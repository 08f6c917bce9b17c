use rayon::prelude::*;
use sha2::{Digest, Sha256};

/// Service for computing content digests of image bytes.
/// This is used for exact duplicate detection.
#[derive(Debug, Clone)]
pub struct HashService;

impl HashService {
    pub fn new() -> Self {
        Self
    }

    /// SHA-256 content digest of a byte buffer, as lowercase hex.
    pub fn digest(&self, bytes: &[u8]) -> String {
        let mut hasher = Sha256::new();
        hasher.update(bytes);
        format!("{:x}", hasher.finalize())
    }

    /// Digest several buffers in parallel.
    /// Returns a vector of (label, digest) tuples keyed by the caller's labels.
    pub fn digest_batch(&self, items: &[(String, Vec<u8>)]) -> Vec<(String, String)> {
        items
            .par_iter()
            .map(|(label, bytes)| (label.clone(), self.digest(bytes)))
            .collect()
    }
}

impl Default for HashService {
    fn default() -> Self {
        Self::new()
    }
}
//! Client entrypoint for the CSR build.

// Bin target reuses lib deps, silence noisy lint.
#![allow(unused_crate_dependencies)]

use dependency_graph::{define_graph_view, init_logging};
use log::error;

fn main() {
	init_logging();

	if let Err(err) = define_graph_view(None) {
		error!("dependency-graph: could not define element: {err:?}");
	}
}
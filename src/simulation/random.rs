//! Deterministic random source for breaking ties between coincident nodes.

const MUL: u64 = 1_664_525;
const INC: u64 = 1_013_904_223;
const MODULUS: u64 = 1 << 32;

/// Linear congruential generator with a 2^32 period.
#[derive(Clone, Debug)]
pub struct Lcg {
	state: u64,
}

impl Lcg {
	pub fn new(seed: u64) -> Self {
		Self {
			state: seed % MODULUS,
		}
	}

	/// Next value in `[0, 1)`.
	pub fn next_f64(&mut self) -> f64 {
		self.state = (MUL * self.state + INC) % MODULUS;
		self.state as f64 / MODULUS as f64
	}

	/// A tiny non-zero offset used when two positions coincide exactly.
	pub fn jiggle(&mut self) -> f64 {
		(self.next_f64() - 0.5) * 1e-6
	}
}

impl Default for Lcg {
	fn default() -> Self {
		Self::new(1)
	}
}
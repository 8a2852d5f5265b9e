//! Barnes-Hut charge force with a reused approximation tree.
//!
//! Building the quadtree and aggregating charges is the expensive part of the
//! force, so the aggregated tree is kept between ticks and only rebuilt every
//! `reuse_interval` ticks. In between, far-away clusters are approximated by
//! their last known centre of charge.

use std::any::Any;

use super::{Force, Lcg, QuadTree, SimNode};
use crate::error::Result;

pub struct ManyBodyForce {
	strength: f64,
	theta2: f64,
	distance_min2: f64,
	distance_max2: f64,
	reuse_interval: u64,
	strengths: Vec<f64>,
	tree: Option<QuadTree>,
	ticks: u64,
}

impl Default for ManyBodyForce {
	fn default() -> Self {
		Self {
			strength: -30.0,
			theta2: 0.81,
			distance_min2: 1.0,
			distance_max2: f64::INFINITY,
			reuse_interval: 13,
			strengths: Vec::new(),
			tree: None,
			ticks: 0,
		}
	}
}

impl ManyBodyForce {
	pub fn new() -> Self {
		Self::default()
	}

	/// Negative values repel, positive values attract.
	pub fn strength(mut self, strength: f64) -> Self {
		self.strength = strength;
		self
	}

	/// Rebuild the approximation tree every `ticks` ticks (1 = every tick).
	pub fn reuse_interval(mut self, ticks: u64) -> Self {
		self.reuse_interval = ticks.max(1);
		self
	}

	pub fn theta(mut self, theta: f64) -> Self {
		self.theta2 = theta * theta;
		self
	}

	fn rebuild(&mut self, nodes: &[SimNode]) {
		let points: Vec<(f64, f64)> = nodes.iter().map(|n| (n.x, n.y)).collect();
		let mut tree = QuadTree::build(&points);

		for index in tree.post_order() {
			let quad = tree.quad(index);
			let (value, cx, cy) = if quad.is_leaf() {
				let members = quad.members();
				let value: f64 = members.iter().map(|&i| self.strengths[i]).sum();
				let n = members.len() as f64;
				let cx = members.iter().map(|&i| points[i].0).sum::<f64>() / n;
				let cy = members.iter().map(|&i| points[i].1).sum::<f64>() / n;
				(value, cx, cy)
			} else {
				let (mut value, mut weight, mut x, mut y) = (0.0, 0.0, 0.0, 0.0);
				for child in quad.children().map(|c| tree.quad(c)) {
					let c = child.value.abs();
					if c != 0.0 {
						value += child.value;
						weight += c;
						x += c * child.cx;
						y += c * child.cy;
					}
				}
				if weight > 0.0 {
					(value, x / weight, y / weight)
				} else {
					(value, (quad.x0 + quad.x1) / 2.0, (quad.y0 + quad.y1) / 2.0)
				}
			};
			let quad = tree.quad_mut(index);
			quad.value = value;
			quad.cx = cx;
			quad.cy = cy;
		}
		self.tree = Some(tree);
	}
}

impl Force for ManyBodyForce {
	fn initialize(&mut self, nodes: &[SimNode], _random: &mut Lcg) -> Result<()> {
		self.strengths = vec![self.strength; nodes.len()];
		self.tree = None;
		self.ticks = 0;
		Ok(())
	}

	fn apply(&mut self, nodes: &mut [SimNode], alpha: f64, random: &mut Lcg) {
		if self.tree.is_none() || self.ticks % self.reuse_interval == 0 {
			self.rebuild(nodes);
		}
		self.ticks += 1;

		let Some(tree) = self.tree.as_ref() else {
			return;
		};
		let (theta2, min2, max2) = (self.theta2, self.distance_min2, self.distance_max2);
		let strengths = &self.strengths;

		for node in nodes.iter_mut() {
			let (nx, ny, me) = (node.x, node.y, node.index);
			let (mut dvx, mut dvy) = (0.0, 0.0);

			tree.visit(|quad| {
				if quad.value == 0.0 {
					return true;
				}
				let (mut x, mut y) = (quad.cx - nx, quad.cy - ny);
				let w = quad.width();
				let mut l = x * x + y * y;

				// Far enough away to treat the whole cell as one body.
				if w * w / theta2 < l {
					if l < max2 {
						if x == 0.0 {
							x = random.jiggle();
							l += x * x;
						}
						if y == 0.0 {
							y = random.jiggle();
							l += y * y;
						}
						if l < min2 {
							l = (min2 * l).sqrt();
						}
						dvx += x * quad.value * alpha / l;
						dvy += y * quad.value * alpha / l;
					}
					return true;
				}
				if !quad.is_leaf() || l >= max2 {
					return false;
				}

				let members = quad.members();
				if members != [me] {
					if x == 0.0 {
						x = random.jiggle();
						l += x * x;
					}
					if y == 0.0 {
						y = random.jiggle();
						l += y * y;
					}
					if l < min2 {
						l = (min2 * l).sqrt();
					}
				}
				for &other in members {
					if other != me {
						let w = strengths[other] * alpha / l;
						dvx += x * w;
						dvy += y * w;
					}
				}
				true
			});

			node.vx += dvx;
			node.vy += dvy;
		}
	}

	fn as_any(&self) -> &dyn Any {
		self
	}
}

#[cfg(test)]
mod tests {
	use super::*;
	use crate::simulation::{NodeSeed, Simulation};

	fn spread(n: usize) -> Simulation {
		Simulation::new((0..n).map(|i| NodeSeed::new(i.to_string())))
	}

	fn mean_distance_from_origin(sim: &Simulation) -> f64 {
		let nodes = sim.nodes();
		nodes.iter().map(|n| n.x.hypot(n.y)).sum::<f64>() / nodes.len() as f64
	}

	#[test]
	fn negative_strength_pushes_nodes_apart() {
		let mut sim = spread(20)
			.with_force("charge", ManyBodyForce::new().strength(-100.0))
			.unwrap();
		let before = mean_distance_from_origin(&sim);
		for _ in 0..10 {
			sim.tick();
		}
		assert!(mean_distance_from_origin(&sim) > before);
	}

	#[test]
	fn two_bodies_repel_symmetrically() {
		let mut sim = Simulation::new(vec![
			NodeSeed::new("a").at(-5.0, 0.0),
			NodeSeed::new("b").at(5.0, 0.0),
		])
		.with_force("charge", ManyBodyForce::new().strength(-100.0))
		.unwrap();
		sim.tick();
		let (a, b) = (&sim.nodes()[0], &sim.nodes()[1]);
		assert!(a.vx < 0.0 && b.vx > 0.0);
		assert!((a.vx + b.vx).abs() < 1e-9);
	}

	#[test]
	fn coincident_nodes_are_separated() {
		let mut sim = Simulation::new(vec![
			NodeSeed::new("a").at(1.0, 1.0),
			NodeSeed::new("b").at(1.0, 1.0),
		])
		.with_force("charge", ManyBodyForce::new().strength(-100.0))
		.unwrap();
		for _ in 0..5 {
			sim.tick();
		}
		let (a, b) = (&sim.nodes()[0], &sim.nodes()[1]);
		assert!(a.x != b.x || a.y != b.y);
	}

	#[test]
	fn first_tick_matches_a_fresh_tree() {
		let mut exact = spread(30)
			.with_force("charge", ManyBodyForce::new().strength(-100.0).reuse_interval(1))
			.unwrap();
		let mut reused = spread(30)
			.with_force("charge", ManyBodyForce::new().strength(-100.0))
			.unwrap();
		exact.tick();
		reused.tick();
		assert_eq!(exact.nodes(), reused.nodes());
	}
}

════

**TO DO:**
Reproducing the whole listing above is not the task. Copy exactly only the lines from the one with "the caller's labels." to the one with "#![allow(unused_crate_dependencies)]", both kept.

**EXPECTED ANSWER:**
    /// Returns a vector of (label, digest) tuples keyed by the caller's labels.
    pub fn digest_batch(&self, items: &[(String, Vec<u8>)]) -> Vec<(String, String)> {
        items
            .par_iter()
            .map(|(label, bytes)| (label.clone(), self.digest(bytes)))
            .collect()
    }
}

impl Default for HashService {
    fn default() -> Self {
        Self::new()
    }
}
//! Client entrypoint for the CSR build.

// Bin target reuses lib deps, silence noisy lint.
#![allow(unused_crate_dependencies)]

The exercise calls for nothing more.